RECORD EXCERPTS Block Start

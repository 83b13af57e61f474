//! LSP ライフサイクルハンドラー（`initialize`, `initialized`, `shutdown`）

use tower_lsp::jsonrpc::Result;
use tower_lsp::lsp_types::{
    CodeActionKind,
    CodeActionOptions,
    CodeActionProviderCapability,
    ExecuteCommandOptions,
    HoverProviderCapability,
    InitializeParams,
    InitializeResult,
    InitializedParams,
    MessageType,
    ServerCapabilities,
    ServerInfo,
    TextDocumentSyncCapability,
    TextDocumentSyncKind,
    WorkDoneProgressOptions,
};

use super::super::backend::Backend;
use crate::ide::commands::ALL_COMMANDS;

pub async fn handle_initialize(
    backend: &Backend,
    params: InitializeParams,
) -> Result<InitializeResult> {
    #[allow(deprecated)] // root_uri is still what single-folder clients send
    let workspace_root = params
        .workspace_folders
        .as_ref()
        .and_then(|folders| folders.first())
        .map(|folder| &folder.uri)
        .or(params.root_uri.as_ref())
        .and_then(|uri| uri.to_file_path().ok());

    let mut config_manager = backend.config_manager.lock().await;
    if let Err(error) = config_manager.load_settings(workspace_root) {
        backend
            .client
            .log_message(MessageType::ERROR, format!("Configuration error: {error}"))
            .await;
        tracing::error!("Configuration error during initialize: {}", error);
    }
    drop(config_manager);

    Ok(InitializeResult {
        server_info: Some(ServerInfo {
            name: env!("CARGO_PKG_NAME").to_string(),
            version: Some(env!("CARGO_PKG_VERSION").to_string()),
        }),
        capabilities: ServerCapabilities {
            text_document_sync: Some(TextDocumentSyncCapability::Kind(TextDocumentSyncKind::FULL)),
            hover_provider: Some(HoverProviderCapability::Simple(true)),
            code_action_provider: Some(CodeActionProviderCapability::Options(CodeActionOptions {
                code_action_kinds: Some(vec![CodeActionKind::QUICKFIX]),
                work_done_progress_options: WorkDoneProgressOptions::default(),
                resolve_provider: Some(false),
            })),
            execute_command_provider: Some(ExecuteCommandOptions {
                commands: ALL_COMMANDS.iter().map(ToString::to_string).collect(),
                work_done_progress_options: WorkDoneProgressOptions::default(),
            }),
            ..ServerCapabilities::default()
        },
    })
}

pub async fn handle_initialized(backend: &Backend, _: InitializedParams) {
    let target_language = backend.translation_config().await.target_language;
    tracing::info!(%target_language, "initialized");
    backend.client.log_message(MessageType::INFO, "initialized!").await;
}

#[allow(clippy::unused_async)]
pub async fn handle_shutdown() -> Result<()> {
    Ok(())
}
//! Hover implementation

use std::fmt::Write as _;

use crate::config::TranslationConfig;
use crate::ide::phrase::hover_phrase;
use crate::translation::{
    Direction,
    Translator,
};
use crate::types::SourcePosition;

/// Markdown listing the candidates found for `phrase`.
#[must_use]
pub fn format_hover_content(phrase: &str, language: &str, candidates: &[String]) -> String {
    let mut content = format!("**Translation:** `{phrase}`\n\n");
    for candidate in candidates {
        let _ = writeln!(content, "**{language}**: {candidate}");
    }
    content
}

/// Translates the phrase under `position`.
///
/// Lookups never prompt; failures and empty results give no hover.
pub async fn generate_hover_content(
    translator: &Translator,
    config: &TranslationConfig,
    text: &str,
    position: SourcePosition,
) -> Option<String> {
    let phrase = hover_phrase(text, position)?;

    let candidates = match translator
        .fetch_translations(
            config,
            &phrase,
            Direction::Forward,
            config.product_id,
            config.max_translations.max(1),
        )
        .await
    {
        Ok(candidates) => candidates,
        Err(error) => {
            tracing::warn!(%error, phrase = %phrase, "Hover lookup failed");
            return None;
        }
    };

    if candidates.is_empty() {
        tracing::debug!(phrase = %phrase, "No translation for hover");
        return None;
    }

    Some(format_hover_content(&phrase, &config.target_language, &candidates))
}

RECORD EXCERPTS Block End

WHAT TO PRODUCE:
Only lines that include "error" belong in the answer; return them from the entries above.

SOLUTION FOR THIS PROBLEM:
    if let Err(error) = config_manager.load_settings(workspace_root) {
            .log_message(MessageType::ERROR, format!("Configuration error: {error}"))
        tracing::error!("Configuration error during initialize: {}", error);
        Err(error) => {
            tracing::warn!(%error, phrase = %phrase, "Hover lookup failed");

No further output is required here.